◆ YOUR GOAL
Once you reach the line containing "layout(location = 6) in vec4 a_model_2;" in the data below, restate each line word for word up to and including the one containing "mat4 model = mat4(a_model_0, a_model_1, a_model_2, a_model_3);".

Records excerpted from a collection:
________________________________________
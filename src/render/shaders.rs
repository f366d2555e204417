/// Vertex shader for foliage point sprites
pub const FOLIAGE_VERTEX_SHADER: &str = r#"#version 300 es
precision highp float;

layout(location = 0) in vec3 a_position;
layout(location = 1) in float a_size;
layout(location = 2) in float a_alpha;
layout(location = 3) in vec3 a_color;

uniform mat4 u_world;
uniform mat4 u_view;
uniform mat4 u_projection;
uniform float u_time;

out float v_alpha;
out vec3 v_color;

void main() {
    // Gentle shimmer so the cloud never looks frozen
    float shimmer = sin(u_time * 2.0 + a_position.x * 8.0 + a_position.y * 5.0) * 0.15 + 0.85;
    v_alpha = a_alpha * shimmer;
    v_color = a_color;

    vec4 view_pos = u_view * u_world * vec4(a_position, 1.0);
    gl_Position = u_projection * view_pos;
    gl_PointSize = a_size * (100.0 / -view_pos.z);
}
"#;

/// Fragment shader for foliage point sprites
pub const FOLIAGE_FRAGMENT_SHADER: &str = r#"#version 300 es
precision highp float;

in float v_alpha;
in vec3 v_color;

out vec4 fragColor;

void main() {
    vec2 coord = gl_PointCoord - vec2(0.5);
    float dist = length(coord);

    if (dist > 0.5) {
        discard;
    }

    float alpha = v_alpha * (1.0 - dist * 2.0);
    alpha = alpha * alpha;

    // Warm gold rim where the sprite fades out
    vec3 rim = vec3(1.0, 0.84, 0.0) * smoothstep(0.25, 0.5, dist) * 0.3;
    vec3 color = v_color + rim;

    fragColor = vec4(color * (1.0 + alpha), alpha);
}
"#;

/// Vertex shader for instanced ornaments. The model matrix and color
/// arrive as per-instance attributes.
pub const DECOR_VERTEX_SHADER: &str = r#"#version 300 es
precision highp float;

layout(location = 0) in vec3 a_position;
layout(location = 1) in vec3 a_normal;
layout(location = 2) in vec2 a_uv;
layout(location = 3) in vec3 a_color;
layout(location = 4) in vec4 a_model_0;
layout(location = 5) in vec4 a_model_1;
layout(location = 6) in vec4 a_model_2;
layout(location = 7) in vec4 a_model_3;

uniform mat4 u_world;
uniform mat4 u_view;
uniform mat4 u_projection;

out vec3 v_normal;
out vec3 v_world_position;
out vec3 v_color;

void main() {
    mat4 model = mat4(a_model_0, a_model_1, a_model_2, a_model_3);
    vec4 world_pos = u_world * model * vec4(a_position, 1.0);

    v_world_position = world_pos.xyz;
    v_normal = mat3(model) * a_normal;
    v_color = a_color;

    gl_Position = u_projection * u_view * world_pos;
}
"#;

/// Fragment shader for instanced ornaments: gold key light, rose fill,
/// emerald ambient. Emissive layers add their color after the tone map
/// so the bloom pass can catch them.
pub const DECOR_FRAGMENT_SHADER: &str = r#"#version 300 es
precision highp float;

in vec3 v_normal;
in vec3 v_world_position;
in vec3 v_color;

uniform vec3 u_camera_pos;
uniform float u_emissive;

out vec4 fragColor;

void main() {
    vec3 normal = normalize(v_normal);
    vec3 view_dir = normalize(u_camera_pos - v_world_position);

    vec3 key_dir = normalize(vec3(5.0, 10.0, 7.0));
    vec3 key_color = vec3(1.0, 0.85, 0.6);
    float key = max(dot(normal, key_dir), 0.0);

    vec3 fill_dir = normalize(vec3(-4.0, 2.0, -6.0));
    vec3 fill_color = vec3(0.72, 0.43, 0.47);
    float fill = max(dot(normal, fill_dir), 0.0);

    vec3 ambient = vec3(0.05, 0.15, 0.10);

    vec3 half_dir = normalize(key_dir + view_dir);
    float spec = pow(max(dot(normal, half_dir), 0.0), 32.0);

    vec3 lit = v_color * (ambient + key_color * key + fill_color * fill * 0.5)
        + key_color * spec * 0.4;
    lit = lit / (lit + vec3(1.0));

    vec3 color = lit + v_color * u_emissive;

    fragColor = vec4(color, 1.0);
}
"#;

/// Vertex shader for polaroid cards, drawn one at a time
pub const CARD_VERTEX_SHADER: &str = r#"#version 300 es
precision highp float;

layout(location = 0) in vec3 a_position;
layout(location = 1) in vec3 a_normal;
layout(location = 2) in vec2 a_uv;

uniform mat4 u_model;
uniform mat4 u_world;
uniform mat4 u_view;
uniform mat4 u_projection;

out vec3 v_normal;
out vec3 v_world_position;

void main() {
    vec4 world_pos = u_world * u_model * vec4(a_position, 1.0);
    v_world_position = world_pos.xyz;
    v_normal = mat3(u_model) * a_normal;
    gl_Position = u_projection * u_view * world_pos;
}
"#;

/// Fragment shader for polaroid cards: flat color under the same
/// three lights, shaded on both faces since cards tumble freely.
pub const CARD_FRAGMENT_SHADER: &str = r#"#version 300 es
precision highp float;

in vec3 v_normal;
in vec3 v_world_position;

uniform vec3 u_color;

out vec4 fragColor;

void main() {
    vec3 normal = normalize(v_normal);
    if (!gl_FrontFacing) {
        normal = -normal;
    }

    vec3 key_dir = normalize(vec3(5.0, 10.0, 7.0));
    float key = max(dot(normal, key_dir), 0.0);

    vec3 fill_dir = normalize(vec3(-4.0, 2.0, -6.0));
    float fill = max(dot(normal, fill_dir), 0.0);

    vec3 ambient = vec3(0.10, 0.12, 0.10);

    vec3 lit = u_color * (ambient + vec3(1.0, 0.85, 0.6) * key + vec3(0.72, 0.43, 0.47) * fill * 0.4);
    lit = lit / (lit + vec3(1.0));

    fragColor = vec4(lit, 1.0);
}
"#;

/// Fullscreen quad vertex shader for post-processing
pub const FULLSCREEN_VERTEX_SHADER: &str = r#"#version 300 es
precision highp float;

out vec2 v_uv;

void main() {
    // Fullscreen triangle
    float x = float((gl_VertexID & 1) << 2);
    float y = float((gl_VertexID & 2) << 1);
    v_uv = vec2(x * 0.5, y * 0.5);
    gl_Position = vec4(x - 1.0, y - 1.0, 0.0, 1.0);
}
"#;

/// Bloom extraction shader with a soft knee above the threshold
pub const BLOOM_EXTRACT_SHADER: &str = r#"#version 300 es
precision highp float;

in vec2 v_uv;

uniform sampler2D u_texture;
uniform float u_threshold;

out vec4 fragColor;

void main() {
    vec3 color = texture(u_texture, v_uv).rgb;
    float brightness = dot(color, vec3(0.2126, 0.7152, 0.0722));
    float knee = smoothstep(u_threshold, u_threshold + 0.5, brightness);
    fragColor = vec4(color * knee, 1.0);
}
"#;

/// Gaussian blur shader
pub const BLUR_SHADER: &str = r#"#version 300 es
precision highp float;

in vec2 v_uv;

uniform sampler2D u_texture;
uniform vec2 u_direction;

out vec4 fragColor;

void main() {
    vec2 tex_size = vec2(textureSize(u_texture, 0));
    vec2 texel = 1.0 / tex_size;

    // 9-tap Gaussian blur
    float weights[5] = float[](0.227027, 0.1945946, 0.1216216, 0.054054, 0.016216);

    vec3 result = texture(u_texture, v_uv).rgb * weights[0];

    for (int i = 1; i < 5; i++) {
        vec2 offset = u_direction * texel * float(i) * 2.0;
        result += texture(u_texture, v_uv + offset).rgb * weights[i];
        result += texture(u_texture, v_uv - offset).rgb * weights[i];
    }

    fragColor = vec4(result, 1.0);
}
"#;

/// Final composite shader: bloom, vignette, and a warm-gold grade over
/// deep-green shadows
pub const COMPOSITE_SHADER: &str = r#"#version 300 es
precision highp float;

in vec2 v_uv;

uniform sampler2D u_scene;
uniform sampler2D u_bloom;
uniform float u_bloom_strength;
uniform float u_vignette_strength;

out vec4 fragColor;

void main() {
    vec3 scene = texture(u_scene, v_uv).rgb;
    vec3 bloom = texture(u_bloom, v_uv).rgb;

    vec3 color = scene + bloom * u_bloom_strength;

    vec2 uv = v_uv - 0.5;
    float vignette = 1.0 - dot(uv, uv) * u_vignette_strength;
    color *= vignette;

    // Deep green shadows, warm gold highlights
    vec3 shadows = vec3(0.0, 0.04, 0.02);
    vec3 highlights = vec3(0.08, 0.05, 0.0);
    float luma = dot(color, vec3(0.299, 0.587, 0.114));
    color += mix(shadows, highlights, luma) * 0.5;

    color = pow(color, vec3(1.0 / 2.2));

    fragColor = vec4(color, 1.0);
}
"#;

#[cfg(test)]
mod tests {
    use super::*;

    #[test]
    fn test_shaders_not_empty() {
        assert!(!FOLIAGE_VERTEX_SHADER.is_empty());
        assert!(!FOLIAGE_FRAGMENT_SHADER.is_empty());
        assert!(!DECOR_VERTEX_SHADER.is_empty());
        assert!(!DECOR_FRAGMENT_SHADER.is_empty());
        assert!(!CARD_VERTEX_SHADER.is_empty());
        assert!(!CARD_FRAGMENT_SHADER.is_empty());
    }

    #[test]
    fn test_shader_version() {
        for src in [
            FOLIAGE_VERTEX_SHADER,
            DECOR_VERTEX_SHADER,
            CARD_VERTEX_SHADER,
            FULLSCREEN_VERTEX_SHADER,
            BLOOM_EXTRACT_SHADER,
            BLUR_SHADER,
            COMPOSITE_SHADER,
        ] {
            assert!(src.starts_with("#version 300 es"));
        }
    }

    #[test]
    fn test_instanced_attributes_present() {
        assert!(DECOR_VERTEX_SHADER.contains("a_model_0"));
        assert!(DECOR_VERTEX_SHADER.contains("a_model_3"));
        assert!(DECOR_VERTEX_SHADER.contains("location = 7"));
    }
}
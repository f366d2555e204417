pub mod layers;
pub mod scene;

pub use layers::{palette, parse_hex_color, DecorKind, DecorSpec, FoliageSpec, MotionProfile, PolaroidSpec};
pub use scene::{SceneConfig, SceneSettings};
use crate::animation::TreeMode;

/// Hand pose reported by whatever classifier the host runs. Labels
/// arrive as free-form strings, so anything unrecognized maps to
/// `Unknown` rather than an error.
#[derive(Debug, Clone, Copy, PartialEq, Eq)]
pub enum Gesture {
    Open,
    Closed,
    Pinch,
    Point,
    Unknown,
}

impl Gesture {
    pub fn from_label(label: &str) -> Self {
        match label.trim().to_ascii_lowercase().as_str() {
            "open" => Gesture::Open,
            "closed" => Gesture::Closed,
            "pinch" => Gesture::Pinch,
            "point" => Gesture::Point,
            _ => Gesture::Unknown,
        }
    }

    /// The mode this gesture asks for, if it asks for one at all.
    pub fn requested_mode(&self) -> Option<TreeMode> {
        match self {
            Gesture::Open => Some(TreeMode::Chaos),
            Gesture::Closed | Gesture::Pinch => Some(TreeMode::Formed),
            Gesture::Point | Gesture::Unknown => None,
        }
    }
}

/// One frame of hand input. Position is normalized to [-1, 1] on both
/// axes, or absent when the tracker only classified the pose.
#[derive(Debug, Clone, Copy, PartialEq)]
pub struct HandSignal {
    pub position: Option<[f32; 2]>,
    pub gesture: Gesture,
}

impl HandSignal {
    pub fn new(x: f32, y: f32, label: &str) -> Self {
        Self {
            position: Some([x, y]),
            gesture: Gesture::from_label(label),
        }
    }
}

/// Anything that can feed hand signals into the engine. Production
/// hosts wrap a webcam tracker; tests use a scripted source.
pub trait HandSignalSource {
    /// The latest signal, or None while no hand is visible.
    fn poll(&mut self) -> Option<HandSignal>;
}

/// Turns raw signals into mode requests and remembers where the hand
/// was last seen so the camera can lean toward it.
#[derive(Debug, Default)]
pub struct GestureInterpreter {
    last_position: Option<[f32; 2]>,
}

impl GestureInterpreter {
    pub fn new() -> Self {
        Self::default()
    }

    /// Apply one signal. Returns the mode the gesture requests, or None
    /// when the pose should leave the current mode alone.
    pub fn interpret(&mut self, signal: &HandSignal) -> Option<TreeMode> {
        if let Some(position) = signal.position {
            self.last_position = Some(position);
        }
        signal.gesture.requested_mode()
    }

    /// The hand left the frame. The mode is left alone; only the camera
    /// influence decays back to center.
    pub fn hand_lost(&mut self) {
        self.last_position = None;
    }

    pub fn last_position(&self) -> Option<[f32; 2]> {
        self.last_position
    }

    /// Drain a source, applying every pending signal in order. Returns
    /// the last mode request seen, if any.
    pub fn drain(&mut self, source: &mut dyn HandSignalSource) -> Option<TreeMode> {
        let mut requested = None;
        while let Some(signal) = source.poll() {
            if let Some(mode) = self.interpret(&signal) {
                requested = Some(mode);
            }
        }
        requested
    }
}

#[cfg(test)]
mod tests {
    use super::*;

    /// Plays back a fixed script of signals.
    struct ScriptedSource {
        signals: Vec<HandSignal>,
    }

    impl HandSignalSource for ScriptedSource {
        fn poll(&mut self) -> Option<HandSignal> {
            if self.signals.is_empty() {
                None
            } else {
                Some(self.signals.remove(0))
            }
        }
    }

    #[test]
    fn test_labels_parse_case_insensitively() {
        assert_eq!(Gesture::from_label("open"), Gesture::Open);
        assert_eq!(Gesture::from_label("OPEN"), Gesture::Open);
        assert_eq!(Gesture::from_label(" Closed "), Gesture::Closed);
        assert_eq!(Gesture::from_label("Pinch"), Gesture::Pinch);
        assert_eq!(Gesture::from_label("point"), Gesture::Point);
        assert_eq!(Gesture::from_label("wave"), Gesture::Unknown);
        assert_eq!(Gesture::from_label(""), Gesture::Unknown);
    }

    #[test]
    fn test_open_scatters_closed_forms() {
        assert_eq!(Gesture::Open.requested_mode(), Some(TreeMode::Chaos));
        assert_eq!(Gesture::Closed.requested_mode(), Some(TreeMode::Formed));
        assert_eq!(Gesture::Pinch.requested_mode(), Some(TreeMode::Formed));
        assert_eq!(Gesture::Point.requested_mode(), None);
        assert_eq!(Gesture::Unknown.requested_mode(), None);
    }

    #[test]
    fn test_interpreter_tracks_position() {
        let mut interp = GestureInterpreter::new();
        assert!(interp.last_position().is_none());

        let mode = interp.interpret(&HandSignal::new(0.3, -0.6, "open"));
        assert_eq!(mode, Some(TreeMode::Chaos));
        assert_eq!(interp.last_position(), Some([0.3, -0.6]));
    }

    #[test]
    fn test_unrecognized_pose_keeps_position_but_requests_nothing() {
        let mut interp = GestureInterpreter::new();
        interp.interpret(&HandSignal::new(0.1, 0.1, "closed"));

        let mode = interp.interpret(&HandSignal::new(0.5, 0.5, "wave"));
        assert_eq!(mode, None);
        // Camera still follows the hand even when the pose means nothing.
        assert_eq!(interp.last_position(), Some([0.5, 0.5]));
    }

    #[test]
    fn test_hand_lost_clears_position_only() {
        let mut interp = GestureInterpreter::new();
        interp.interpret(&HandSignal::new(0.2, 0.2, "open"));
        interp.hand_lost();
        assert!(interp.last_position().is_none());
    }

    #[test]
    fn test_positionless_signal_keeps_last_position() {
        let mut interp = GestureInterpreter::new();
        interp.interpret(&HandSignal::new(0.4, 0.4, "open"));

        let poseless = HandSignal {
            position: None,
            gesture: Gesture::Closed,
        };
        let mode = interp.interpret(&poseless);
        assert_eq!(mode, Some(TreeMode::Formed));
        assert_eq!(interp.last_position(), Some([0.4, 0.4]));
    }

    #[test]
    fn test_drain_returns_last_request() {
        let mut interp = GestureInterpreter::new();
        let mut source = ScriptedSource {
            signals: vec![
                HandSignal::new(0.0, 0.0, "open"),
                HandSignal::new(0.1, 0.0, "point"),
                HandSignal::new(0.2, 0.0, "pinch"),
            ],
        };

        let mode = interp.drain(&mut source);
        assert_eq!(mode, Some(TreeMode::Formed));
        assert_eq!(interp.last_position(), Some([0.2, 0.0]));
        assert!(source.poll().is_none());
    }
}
________________________________________
◆ REPLY TO THE TASK
layout(location = 6) in vec4 a_model_2;
layout(location = 7) in vec4 a_model_3;

uniform mat4 u_world;
uniform mat4 u_view;
uniform mat4 u_projection;

out vec3 v_normal;
out vec3 v_world_position;
out vec3 v_color;

void main() {
    mat4 model = mat4(a_model_0, a_model_1, a_model_2, a_model_3);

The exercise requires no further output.